Most learning in college occurs when students of different backgrounds discuss the material they learn in class outside the classroom. Here in Los Angeles most of the high school students I work with were born and raised in Southern California. Their view of life is filtered through the experiences of growing up in a large, metropolitan area. They have no concept of what life is like on a farm in rural Iowa. Nor, can they filter their life and opinions through the experiences of a farmer. College gives both those students, the Angeleno and the Iowan, an opportunity to learn from each other. The colleges know this and so when they build their freshman classes they look to create the kind of diversity that fosters this kind of learning. From what I've learned from college admissions officers, the personal statement is one of their key tools (if not the key tool) in creating the diversity they're aiming for. Grades, SAT scores, and letters of recommendation only tell colleges part of the story. The personal statement can fill in the gaps and give colleges a snapshot of a student they couldn't get any other way. Also, the personal statement is the only part of the college application process that tells a student's story in his or her own words. Everything else that I mentioned---grades, test scores, letters of recommendation---are someone else's opinion of the student. But hearing from the student directly, via the personal statement, is extremely valuable to colleges. It's why most colleges give the personal statement significant weight in the admissions process.

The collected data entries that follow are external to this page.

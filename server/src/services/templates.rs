//
// Copyright 2026 Hans W. Uhlig. All Rights Reserved.
//
// Licensed under the Apache License, Version 2.0 (the "License");
// you may not use this file except in compliance with the License.
// You may obtain a copy of the License at
//
//      http://www.apache.org/licenses/LICENSE-2.0
//
// Unless required by applicable law or agreed to in writing, software
// distributed under the License is distributed on an "AS IS" BASIS,
// WITHOUT WARRANTIES OR CONDITIONS OF ANY KIND, either express or implied.
// See the License for the specific language governing permissions and
// limitations under the License.
//

//! Prompt templates for every cognitive service operation
//!
//! Templates use `{{key}}` placeholders filled from a [`TemplateInput`].
//! The built-in set can be overridden per deployment by dropping `.txt`
//! files named after the template into a directory.

use crate::services::types::{ServiceError, ServiceResult, TemplateInput};
use std::collections::HashMap;
use std::path::Path;
use tracing::debug;

/// System message sent with every completion request
pub const SYSTEM_INSTRUCTION: &str = "You are the inner voice of a character in a turn-based \
simulation. You answer only as asked: no preamble, no commentary, no markdown fences. When a \
format is specified, follow it exactly.";

/// Built-in prompt for every operation, keyed by template name
const BUILTIN_TEMPLATES: &[(&str, &str)] = &[
    (
        "event_poignancy",
        "{{identity}}\n\nOn a scale of 1 to 10, where 1 is mundane (brushing teeth, a door \
closing) and 10 is extremely poignant (a death, a betrayal), rate how poignant the following \
event is to {{agent}}.\nEvent: {{description}}\nAnswer with a single integer.",
    ),
    (
        "thought_poignancy",
        "{{identity}}\n\nOn a scale of 1 to 10, where 1 is mundane and 10 is extremely \
poignant, rate how poignant the following thought is to {{agent}}.\nThought: {{thought}}\n\
Answer with a single integer.",
    ),
    (
        "chat_poignancy",
        "{{identity}}\n\nOn a scale of 1 to 10, where 1 is idle small talk and 10 is a \
life-changing exchange, rate how poignant the following conversation is to {{agent}}.\n\
Conversation:\n{{conversation}}\nAnswer with a single integer.",
    ),
    (
        "wake_up_hour",
        "{{identity}}\n\nGiven {{agent}}'s lifestyle, at what hour do they wake up? Answer \
with a single integer between 0 and 23.",
    ),
    (
        "generate_planning",
        "{{identity}}\n\nRecent thoughts on {{agent}}'s mind:\n{{statements}}\n\nDecide what \
{{agent}} does next and for how long. Respond with JSON exactly in the form \
{\"duration_minutes\": <integer>, \"activity\": \"<what {{agent}} is doing, third person>\"}.",
    ),
    (
        "reaction_schedule",
        "{{identity}}\n\n{{agent}} has just noticed the following:\n{{events}}\n\n{{agent}} is \
currently free. Should {{agent}} react to what they noticed? If no reaction is warranted, \
answer exactly none. Otherwise respond with JSON exactly in the form {\"duration_minutes\": \
<integer>, \"activity\": \"<the reaction, third person>\"}.",
    ),
    (
        "interrupting_reaction_schedule",
        "{{identity}}\n\n{{agent}} is busy: {{current_action}}\n\n{{agent}} has just noticed \
the following:\n{{events}}\n\nIs this urgent enough to interrupt what {{agent}} is doing? If \
not, answer exactly none. Otherwise respond with JSON exactly in the form \
{\"duration_minutes\": <integer>, \"activity\": \"<the reaction, third person>\"}.",
    ),
    (
        "action_triple",
        "Break the activity into a subject, predicate, and object.\nActivity: {{agent}} is \
{{activity}}\nAnswer in the form subject||predicate||object. Use none for a missing object.\n\
Example: Aldric is polishing the silver -> Aldric||is polishing||the silver",
    ),
    (
        "action_sector",
        "{{identity}}\n\n{{agent}} wants to do the following: {{activity}}\nKnown areas: \
{{sectors}}\nWhich single area should {{agent}} go to? Answer with exactly one area name from \
the list.",
    ),
    (
        "action_object",
        "{{identity}}\n\n{{agent}} wants to do the following: {{activity}}\nObjects in the \
area: {{objects}}\nWhich object fits best, and does {{agent}} intend to take it? Answer in \
the form <object name>, <true|false>. If no object fits, answer none, false.",
    ),
    (
        "action_character",
        "{{identity}}\n\n{{agent}} wants to do the following: {{activity}}\nOther characters: \
{{characters}}\nIs this activity directed at one of them? Answer with exactly one name from \
the list, or None.",
    ),
    (
        "action_mode_object",
        "{{identity}}\n\n{{agent}} is doing the following: {{activity}}\nThe target is the \
{{object}}, and {{agent}} is now beside it.\nShould {{agent}} Interact with it or Wait? \
Answer with exactly one word: Interact or Wait.",
    ),
    (
        "action_mode_character",
        "{{identity}}\n\n{{agent}} is doing the following: {{activity}}\nThe target is \
{{target}}, who is now within reach.\nWhat {{agent}} remembers about {{target}}:\n\
{{statements}}\n\nHow does {{agent}} engage? Answer with exactly one word: Attack, Chat, \
Give, or Wait.",
    ),
    (
        "generate_chat_start",
        "{{identity}}\n\n{{agent}} is starting a conversation with {{target}}.\nContext:\n\
{{context}}\n\nThis is exchange {{exchange}} of at most 5. Write {{agent}}'s opening line and \
whether {{agent}} wants the conversation to end after it. Respond with JSON exactly in the \
form {\"message\": \"<the line>\", \"end\": <true|false>}.",
    ),
    (
        "generate_chat",
        "{{identity}}\n\n{{agent}} is talking with {{target}}.\nContext:\n{{context}}\n\n\
Conversation so far:\n{{history}}\n\nThis is exchange {{exchange}} of at most 5. Write \
{{agent}}'s next line and whether {{agent}} wants the conversation to end after it. Respond \
with JSON exactly in the form {\"message\": \"<the line>\", \"end\": <true|false>}.",
    ),
    (
        "chat_summary",
        "Summarize the following conversation in one or two sentences, naming both \
speakers.\n\n{{conversation}}",
    ),
    (
        "relationship_summary",
        "{{identity}}\n\nWhat {{agent}} remembers involving {{target}}:\n{{statements}}\n\n\
In one sentence, describe {{agent}}'s relationship with {{target}}.",
    ),
    (
        "plan_note",
        "{{identity}}\n\nStatements about {{agent}}'s plans:\n{{statements}}\n\nIn one \
sentence, what is {{agent}}'s plan for today?",
    ),
    (
        "thought_note",
        "{{identity}}\n\nStatements about recent events in {{agent}}'s life:\n{{statements}}\n\n\
In one or two sentences, what has been on {{agent}}'s mind lately?",
    ),
    (
        "chat_planning_thought",
        "{{identity}}\n\n{{agent}} just had this conversation: {{summary}}\n\nDoes anything \
from it change {{agent}}'s plans? Answer with one sentence starting with \"{{agent}}\", or \
None if nothing changes.",
    ),
    (
        "chat_memo_thought",
        "{{identity}}\n\n{{agent}} just had this conversation: {{summary}}\n\nWhat is worth \
remembering from it? Answer with one sentence starting with \"{{agent}}\", or None if nothing \
is worth remembering.",
    ),
    (
        "generate_currently",
        "{{identity}}\n\n{{agent}}'s plan: {{plan_note}}\nOn {{agent}}'s mind: \
{{thought_note}}\n\n{{agent}}'s current status was: {{currently}}\nWrite an updated one \
sentence status for {{agent}} starting the new day, or None if it should not change.",
    ),
    (
        "focal_points",
        "Given only the statements below, what are the {{count}} most salient high-level \
questions we can answer about the subjects?\n\n{{statements}}\n\nAnswer with exactly \
{{count}} questions separated by || on a single line.",
    ),
    (
        "insights",
        "Numbered statements:\n{{statements}}\n\nWhat {{count}} high-level insights can you \
infer? For each, cite the statement numbers it rests on. Respond with a JSON array exactly in \
the form [{\"thought\": \"<insight>\", \"evidence\": [<statement numbers>]}].",
    ),
    (
        "trade_item",
        "{{identity}}\n\n{{agent}} wants to give something to {{target}}.\nWhat {{agent}} \
remembers about {{target}}:\n{{context}}\n\n{{agent}}'s belongings (name, quantity):\n\
{{inventory}}\n\nWhat does {{agent}} hand over, how many, and what do they say? Respond with \
JSON exactly in the form {\"name\": \"<item name>\", \"quantity\": <integer>, \"message\": \
\"<what {{agent}} says>\"}.",
    ),
];

/// Prompt template store with `{{key}}` substitution
#[derive(Debug, Clone)]
pub struct TemplateRegistry {
    templates: HashMap<String, String>,
}

impl TemplateRegistry {
    /// Registry holding the built-in template set
    pub fn builtin() -> Self {
        let templates = BUILTIN_TEMPLATES
            .iter()
            .map(|(name, text)| (name.to_string(), text.to_string()))
            .collect();
        Self { templates }
    }

    /// Load `.txt` files from `dir` as overrides, keyed by file stem.
    /// Files that do not name a built-in template are added as new entries.
    pub fn with_overrides_from_dir(mut self, dir: impl AsRef<Path>) -> ServiceResult<Self> {
        let dir = dir.as_ref();
        let entries = std::fs::read_dir(dir)
            .map_err(|e| ServiceError::Config(format!("template dir {}: {e}", dir.display())))?;
        for entry in entries {
            let entry =
                entry.map_err(|e| ServiceError::Config(format!("template dir entry: {e}")))?;
            let path = entry.path();
            if path.extension().and_then(|ext| ext.to_str()) != Some("txt") {
                continue;
            }
            let Some(name) = path.file_stem().and_then(|stem| stem.to_str()) else {
                continue;
            };
            let text = std::fs::read_to_string(&path).map_err(|e| {
                ServiceError::Config(format!("template file {}: {e}", path.display()))
            })?;
            debug!(template = name, "loaded template override");
            self.templates.insert(name.to_string(), text);
        }
        Ok(self)
    }

    /// Whether a template with this name exists
    pub fn contains(&self, name: &str) -> bool {
        self.templates.contains_key(name)
    }

    /// Render a template, substituting every `{{key}}` placeholder
    pub fn render(&self, name: &str, input: &TemplateInput) -> ServiceResult<String> {
        let template = self
            .templates
            .get(name)
            .ok_or_else(|| ServiceError::Template(format!("unknown template '{name}'")))?;
        let mut rendered = template.clone();
        for (key, value) in input.iter() {
            rendered = rendered.replace(&format!("{{{{{key}}}}}"), value);
        }
        if let Some(start) = rendered.find("{{") {
            let tail = &rendered[start..];
            let placeholder = tail
                .find("}}")
                .map(|end| &tail[..end + 2])
                .unwrap_or("{{...");
            return Err(ServiceError::Template(format!(
                "unresolved placeholder {placeholder} in template '{name}'"
            )));
        }
        Ok(rendered)
    }
}

#[cfg(test)]
mod tests {
    use super::*;

    #[test]
    fn test_render_substitutes_placeholders() {
        let registry = TemplateRegistry::builtin();
        let input = TemplateInput::new()
            .with("identity", "Name: Aldric")
            .with("agent", "Aldric")
            .with("description", "Vesper enters position (3, 4)");
        let rendered = registry.render("event_poignancy", &input).unwrap();
        assert!(rendered.contains("Name: Aldric"));
        assert!(rendered.contains("poignant the following event is to Aldric"));
        assert!(rendered.contains("Vesper enters position (3, 4)"));
        assert!(!rendered.contains("{{"));
    }

    #[test]
    fn test_render_unknown_template() {
        let registry = TemplateRegistry::builtin();
        let result = registry.render("no_such_template", &TemplateInput::new());
        assert!(matches!(result, Err(ServiceError::Template(_))));
    }

    #[test]
    fn test_render_unresolved_placeholder() {
        let registry = TemplateRegistry::builtin();
        let input = TemplateInput::new().with("identity", "x").with("agent", "y");
        let result = registry.render("event_poignancy", &input);
        match result {
            Err(ServiceError::Template(message)) => {
                assert!(message.contains("{{description}}"), "{message}");
            }
            other => panic!("expected template error, got {other:?}"),
        }
    }

    #[test]
    fn test_builtin_covers_every_operation() {
        let registry = TemplateRegistry::builtin();
        for name in [
            "event_poignancy",
            "thought_poignancy",
            "chat_poignancy",
            "wake_up_hour",
            "generate_planning",
            "reaction_schedule",
            "interrupting_reaction_schedule",
            "action_triple",
            "action_sector",
            "action_object",
            "action_character",
            "action_mode_object",
            "action_mode_character",
            "generate_chat_start",
            "generate_chat",
            "chat_summary",
            "relationship_summary",
            "plan_note",
            "thought_note",
            "chat_planning_thought",
            "chat_memo_thought",
            "generate_currently",
            "focal_points",
            "insights",
            "trade_item",
        ] {
            assert!(registry.contains(name), "missing template '{name}'");
        }
    }

    #[test]
    fn test_overrides_from_dir() {
        let dir = tempfile::tempdir().unwrap();
        std::fs::write(dir.path().join("wake_up_hour.txt"), "Hour for {{agent}}?").unwrap();
        std::fs::write(dir.path().join("notes.md"), "ignored").unwrap();
        let registry = TemplateRegistry::builtin()
            .with_overrides_from_dir(dir.path())
            .unwrap();
        let rendered = registry
            .render("wake_up_hour", &TemplateInput::new().with("agent", "Maera"))
            .unwrap();
        assert_eq!(rendered, "Hour for Maera?");
    }
}
//
// Copyright 2026 Hans W. Uhlig. All Rights Reserved.
//
// Licensed under the Apache License, Version 2.0 (the "License");
// you may not use this file except in compliance with the License.
// You may obtain a copy of the License at
//
//      http://www.apache.org/licenses/LICENSE-2.0
//
// Unless required by applicable law or agreed to in writing, software
// distributed under the License is distributed on an "AS IS" BASIS,
// WITHOUT WARRANTIES OR CONDITIONS OF ANY KIND, either express or implied.
// See the License for the specific language governing permissions and
// limitations under the License.
//

//! Shared world state handed to every pipeline stage
//!
//! There are no globals; everything an agent may consult during its turn
//! (grid, clock, services, the other agents) travels through a
//! [`WorldContext`]. Lock discipline: the grid lock is never held across an
//! agent lock, and agents are only ever locked through their roster handle.
//! Position lookups go through the grid occupancy so asking where another
//! agent stands never takes that agent's lock.

use crate::cognition::agent::{Agent, AgentKind};
use crate::cognition::oracle::Oracle;
use crate::services::embedding::Embeddings;
use crate::world::clock::GameClock;
use crate::world::events::EventBus;
use crate::world::grid::TileGrid;
use duskmoor_common::position::Position;
use duskmoor_common::time::GameTime;
use std::sync::Arc;
use std::sync::atomic::{AtomicBool, Ordering};
use tokio::sync::{Mutex, RwLock};

/// A roster entry: everything the scheduler and other agents may need
/// without taking the agent's lock
#[derive(Clone)]
pub struct AgentHandle {
    pub name: String,
    pub kind: AgentKind,
    /// Fixed at creation; determines turn order
    pub dexterity: u32,
    /// Set while the agent digests a finished chat. Poll this before
    /// locking the agent for a turn or an incoming message.
    pub cleaning: Arc<AtomicBool>,
    pub agent: Arc<Mutex<dyn Agent>>,
}

impl AgentHandle {
    pub fn new(
        name: impl Into<String>,
        kind: AgentKind,
        dexterity: u32,
        cleaning: Arc<AtomicBool>,
        agent: Arc<Mutex<dyn Agent>>,
    ) -> Self {
        Self {
            name: name.into(),
            kind,
            dexterity,
            cleaning,
            agent,
        }
    }

    /// Park until the agent's post-chat cleanup has finished. Must be
    /// awaited before locking the agent for a new turn or an incoming
    /// message.
    pub async fn wait_until_clean(&self) {
        while self.cleaning.load(Ordering::SeqCst) {
            tokio::task::yield_now().await;
        }
    }
}

/// The world as one agent's turn sees it
pub struct WorldContext {
    pub grid: RwLock<TileGrid>,
    pub clock: RwLock<GameClock>,
    pub oracle: Oracle,
    pub embeddings: Arc<dyn Embeddings>,
    pub bus: EventBus,
    roster: RwLock<Vec<AgentHandle>>,
}

impl WorldContext {
    pub fn new(
        grid: TileGrid,
        clock: GameClock,
        oracle: Oracle,
        embeddings: Arc<dyn Embeddings>,
        bus: EventBus,
    ) -> Self {
        Self {
            grid: RwLock::new(grid),
            clock: RwLock::new(clock),
            oracle,
            embeddings,
            bus,
            roster: RwLock::new(Vec::new()),
        }
    }

    pub async fn now(&self) -> GameTime {
        self.clock.read().await.now()
    }

    pub async fn minutes_per_turn(&self) -> u32 {
        self.clock.read().await.minutes_per_turn()
    }

    pub async fn is_day_start(&self) -> bool {
        self.clock.read().await.is_day_start()
    }

    pub async fn clock_label(&self) -> String {
        self.clock.read().await.clock_label()
    }

    /// Install the turn order: highest dexterity first, ties broken by
    /// name so the order is stable run to run
    pub async fn seed_roster(&self, mut handles: Vec<AgentHandle>) {
        handles.sort_by(|a, b| b.dexterity.cmp(&a.dexterity).then(a.name.cmp(&b.name)));
        *self.roster.write().await = handles;
    }

    pub async fn roster_handles(&self) -> Vec<AgentHandle> {
        self.roster.read().await.clone()
    }

    pub async fn find_agent(&self, name: &str) -> Option<AgentHandle> {
        self.roster
            .read()
            .await
            .iter()
            .find(|handle| handle.name == name)
            .cloned()
    }

    /// Every roster name except `exclude`
    pub async fn agent_names(&self, exclude: &str) -> Vec<String> {
        self.roster
            .read()
            .await
            .iter()
            .filter(|handle| handle.name != exclude)
            .map(|handle| handle.name.clone())
            .collect()
    }

    /// Where a named character currently stands, from grid occupancy
    pub async fn agent_position(&self, name: &str) -> Option<Position> {
        self.grid.read().await.character_position(name)
    }

    pub async fn remove_agent(&self, name: &str) {
        self.roster.write().await.retain(|handle| handle.name != name);
    }
}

4) Are there other advantages (besides college applications) of having written a personal statement?

The University of California and the College Board (the SAT people) conducted independent research and both discovered that a student's writing ability was just as good a predictor of a student's success in the first year of college as the entire SAT. (For people who don't know, all the SAT predicts is a student's success in his or her first year of college. It doesn't predict graduation rates, or GPAs or career potential.) Many people were probably surprised at this, but I wasn't. In order to write well a writer has to master multiple skills: communication, critical thinking, research, attention to detail, visual thinking, persuasion, and probably a few others. The point is, anyone who masters those skills ought to have a bright future, not just in school but in a career as well. So writing isn't a task or a chore, it's a preparation for life and success. In my workshops I point this out to students. I ask them to consider the personal statement not one more hoop they have to jump through on the way to college, but preparation for success in any endeavors they choose.

There's more. As our culture becomes increasingly inundated with data, there's an increasing need for storytelling. Data is sterile. It often lacks context. What makes data useful, what makes it come alive, is the narrative---the story---that goes alone with it. Now, and in the future, there will be a great need for storytellers to help us make sense of the world. Data is also impersonal. It's hard for humans to bond with data, which has created an increasing need to bond with people. (The social media explosion owes its existence to our need to connect with others.) Bonding requires both parties to exercise trust and openness. That's not easy to do. But the people who can do it, the people who can bond, are the successful networkers of the future. All those elements come together in a personal statement. You're telling a story about yourself, and at the same time opening yourself up, sharing thoughts, feelings, and attitudes you might never have shared before. Once again, writing becomes an exciting practice field for success in life.